(Recorded data)
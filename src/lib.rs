//! # ifacegen
//!
//! Synthesizes interface declarations from annotated class declarations.
//!
//! A host front end hands over parsed [`CompilationUnit`]s and a
//! [`TypeProvider`] with resolved type information. Every class carrying the
//! class-level marker (`[GenerateInterface]` by default) gets an interface
//! `I<Class>` with its public contract: public methods and properties,
//! properties for observable fields and command properties for command
//! methods, minus whatever its inherited interfaces already declare.
//!
//! ## Module Structure (dependency order)
//!
//! ```text
//! generate  → scan, filter, inherit, transform, assemble, batch + incremental drivers
//!   ↓
//! hir       → Symbol table, TypeProvider, name binding
//!   ↓
//! syntax    → Class/member/annotation model, interface model, rendering
//!   ↓
//! base      → Primitives (SymbolId, SourceLocation, names, config)
//! ```

// ============================================================================
// MODULES (dependency order: base → syntax → hir → generate)
// ============================================================================

/// Foundation types: SymbolId, positions, identifier derivation, config
pub mod base;

/// Syntax: declarations in, interface declarations out
pub mod syntax;

/// High-level IR: resolved type information
pub mod hir;

/// Interface synthesis pipeline
pub mod generate;

/// Error type shared by all layers
pub mod error;

// Re-export the main entry points
pub use base::{GeneratorConfig, SymbolId};
pub use error::GenerateError;
pub use generate::{
    Diagnostic, GeneratedArtifact, GeneratorOutput, IncrementalGenerator, InterfaceGenerator,
    generate,
};
pub use hir::{SymbolTable, TypeProvider};
pub use syntax::{ClassDecl, CompilationUnit};
/// Polygon-to-density aggregation across a dated observation series
use crate::coord::Coord;
use crate::error::{LagoError, Result};
use crate::observation::LakeSeries;
use serde::Serialize;
use std::collections::BTreeMap;

/// One weighted vertex of the density surface.
///
/// `y` is already flipped (`max_y - y_original`) so higher ground renders
/// upward; `weight` is how many times the exact original pair occurred
/// across every processed polygon.
#[derive(Debug, Clone, Copy, PartialEq, Serialize)]
pub struct DensityPoint {
    pub x: f64,
    pub y: f64,
    pub weight: u32,
}

/// Render-ready aggregate: the weighted point cloud, the most recent
/// footprint outline for overlay, and the flip constant used for `y`.
#[derive(Debug, Clone, PartialEq, Serialize)]
pub struct DensityMap {
    pub points: Vec<DensityPoint>,
    /// Outer ring of the most recent polygon-bearing observation, in its
    /// original (unflipped) coordinates.
    pub overlay: Vec<Coord>,
    /// Maximum y across every processed vertex; `flip(y) = max_y - y`.
    pub max_y: f64,
}

/// Collapses every footprint in an already-filtered series into a weighted
/// point cloud of recurring boundary vertices.
///
/// Observations without a polygon are skipped. Counting is by exact
/// coordinate equality, including repeats inside a single ring, so the sum
/// of all weights equals the total vertex count processed. Output order is
/// deterministic (coordinates ascending by x then y), making repeated runs
/// bit-identical.
///
/// # Errors
///
/// `NoPolygonData` when no observation carries a polygon; `EmptyAggregate`
/// when polygons exist but contribute no vertices (degenerate rings).
pub fn aggregate(series: &LakeSeries) -> Result<DensityMap> {
    let mut counts: BTreeMap<Coord, u32> = BTreeMap::new();
    let mut overlay: Option<Vec<Coord>> = None;
    let mut max_y = f64::NEG_INFINITY;

    for observation in series.observations() {
        let Some(polygon) = &observation.polygon else {
            continue;
        };
        let ring = polygon.outer_ring();
        if overlay.is_none() {
            // Series order is date-descending, so the first polygon seen
            // is the most recent outline.
            overlay = Some(ring.iter().map(|&pair| Coord::from(pair)).collect());
        }
        for &pair in ring {
            let coord = Coord::from(pair);
            if coord.y > max_y {
                max_y = coord.y;
            }
            *counts.entry(coord).or_insert(0) += 1;
        }
    }

    let overlay = overlay.ok_or(LagoError::NoPolygonData)?;
    if counts.is_empty() {
        return Err(LagoError::EmptyAggregate);
    }

    let points = counts
        .into_iter()
        .map(|(coord, weight)| DensityPoint {
            x: coord.x,
            y: max_y - coord.y,
            weight,
        })
        .collect();

    Ok(DensityMap {
        points,
        overlay,
        max_y,
    })
}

(Description of the task)
Across the listing, count every line with the word "coordinates" in it. Answer with the number alone.

(Exercise response)
2